Stored data entries

---

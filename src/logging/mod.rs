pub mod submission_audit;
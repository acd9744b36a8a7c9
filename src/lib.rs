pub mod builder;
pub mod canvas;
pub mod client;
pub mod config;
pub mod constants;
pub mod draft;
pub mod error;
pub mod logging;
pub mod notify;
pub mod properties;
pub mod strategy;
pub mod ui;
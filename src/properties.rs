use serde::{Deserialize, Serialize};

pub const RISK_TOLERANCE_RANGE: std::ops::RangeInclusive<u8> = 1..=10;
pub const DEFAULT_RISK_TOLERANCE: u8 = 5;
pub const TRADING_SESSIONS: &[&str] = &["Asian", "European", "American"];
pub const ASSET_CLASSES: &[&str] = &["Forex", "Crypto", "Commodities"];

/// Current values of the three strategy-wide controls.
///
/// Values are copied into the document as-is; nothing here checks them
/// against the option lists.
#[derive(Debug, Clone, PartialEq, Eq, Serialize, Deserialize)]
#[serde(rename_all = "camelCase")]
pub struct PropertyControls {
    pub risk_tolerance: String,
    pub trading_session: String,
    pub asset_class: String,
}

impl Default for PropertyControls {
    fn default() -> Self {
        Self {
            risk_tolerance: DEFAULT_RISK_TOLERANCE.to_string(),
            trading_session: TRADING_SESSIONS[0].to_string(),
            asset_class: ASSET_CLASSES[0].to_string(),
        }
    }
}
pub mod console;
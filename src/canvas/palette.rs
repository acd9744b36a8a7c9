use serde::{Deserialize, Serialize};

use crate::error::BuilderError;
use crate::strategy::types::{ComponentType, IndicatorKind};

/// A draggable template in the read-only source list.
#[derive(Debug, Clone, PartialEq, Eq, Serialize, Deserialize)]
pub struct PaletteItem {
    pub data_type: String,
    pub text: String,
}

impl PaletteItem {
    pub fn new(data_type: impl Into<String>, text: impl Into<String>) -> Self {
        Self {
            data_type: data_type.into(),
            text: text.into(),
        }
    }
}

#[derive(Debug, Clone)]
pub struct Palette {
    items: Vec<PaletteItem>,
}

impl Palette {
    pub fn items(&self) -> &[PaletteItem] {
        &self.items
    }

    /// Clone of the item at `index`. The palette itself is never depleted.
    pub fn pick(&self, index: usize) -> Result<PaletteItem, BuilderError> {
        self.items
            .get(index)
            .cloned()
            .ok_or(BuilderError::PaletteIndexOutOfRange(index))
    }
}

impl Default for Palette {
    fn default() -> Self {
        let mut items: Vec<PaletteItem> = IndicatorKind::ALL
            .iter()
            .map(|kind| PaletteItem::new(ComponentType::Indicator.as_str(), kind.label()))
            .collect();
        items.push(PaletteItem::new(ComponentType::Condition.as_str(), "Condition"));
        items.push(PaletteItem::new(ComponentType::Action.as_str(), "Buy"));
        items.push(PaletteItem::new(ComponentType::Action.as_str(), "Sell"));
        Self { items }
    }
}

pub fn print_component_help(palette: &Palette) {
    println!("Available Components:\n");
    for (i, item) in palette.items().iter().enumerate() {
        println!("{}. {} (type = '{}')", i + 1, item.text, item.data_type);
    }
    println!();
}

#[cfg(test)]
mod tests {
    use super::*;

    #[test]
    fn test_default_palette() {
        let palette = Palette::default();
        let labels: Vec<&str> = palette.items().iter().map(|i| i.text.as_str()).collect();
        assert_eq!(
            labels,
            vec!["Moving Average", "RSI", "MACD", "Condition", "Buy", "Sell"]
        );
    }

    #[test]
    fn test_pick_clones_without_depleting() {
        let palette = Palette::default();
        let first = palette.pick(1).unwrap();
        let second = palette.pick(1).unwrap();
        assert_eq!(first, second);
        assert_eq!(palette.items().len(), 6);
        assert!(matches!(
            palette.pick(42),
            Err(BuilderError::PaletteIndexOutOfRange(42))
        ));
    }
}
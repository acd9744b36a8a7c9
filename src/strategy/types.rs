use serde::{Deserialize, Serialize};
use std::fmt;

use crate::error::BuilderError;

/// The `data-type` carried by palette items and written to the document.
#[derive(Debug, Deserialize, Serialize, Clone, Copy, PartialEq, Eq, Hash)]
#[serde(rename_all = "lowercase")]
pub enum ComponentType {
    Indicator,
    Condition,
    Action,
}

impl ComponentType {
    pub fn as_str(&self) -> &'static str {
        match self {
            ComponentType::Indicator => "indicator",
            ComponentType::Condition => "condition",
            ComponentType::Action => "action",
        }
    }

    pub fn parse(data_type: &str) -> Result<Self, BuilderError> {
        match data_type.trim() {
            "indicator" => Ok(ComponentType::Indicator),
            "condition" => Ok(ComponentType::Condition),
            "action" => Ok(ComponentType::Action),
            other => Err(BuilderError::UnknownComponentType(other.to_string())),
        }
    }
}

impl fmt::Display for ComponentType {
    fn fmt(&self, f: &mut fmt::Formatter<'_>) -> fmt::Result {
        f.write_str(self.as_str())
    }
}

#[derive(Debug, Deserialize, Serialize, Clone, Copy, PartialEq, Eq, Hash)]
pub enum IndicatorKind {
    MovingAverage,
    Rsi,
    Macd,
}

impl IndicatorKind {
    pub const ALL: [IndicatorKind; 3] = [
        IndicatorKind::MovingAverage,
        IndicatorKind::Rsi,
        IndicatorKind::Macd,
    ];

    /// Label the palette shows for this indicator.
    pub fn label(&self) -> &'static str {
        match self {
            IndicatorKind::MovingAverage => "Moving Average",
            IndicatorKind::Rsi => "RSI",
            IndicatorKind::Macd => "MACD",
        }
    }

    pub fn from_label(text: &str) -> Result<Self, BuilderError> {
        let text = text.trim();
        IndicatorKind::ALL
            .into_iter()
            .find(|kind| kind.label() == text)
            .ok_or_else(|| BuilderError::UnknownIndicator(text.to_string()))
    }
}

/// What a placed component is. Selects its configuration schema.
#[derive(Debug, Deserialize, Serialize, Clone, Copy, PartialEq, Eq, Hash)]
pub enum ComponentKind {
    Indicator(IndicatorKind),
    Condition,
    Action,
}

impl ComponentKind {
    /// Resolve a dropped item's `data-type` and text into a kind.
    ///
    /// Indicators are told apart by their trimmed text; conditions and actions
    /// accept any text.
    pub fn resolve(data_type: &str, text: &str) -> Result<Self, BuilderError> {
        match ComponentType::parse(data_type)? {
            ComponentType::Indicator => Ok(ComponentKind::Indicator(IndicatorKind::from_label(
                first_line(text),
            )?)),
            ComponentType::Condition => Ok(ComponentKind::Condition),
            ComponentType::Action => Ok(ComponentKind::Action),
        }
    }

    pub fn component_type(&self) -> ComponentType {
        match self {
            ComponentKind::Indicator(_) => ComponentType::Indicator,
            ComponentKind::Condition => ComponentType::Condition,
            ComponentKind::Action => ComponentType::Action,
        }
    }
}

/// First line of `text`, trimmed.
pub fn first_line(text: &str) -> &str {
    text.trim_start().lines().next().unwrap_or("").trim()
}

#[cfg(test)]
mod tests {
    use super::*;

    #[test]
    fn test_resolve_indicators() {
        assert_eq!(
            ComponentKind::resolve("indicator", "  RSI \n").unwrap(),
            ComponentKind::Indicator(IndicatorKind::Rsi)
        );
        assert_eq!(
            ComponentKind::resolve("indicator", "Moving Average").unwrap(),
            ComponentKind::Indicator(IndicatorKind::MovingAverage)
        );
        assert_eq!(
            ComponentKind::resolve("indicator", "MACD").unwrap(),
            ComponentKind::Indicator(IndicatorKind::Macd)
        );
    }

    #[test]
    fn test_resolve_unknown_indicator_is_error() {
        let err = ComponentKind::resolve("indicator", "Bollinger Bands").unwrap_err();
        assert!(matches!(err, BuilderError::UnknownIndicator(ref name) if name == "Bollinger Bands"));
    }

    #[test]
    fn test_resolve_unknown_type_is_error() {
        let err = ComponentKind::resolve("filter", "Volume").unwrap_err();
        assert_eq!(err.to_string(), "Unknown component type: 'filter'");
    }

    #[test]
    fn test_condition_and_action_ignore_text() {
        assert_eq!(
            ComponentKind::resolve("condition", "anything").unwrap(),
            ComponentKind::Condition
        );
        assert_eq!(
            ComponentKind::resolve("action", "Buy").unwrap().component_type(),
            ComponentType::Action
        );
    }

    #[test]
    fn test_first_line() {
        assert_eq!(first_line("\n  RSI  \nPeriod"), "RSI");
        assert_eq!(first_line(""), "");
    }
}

---

EXERCISE GOAL
Using the data above, return every line that contains the string "canvas".

RESPONSE TO THIS TASK
pub mod canvas;
filename src/canvas/palette.rs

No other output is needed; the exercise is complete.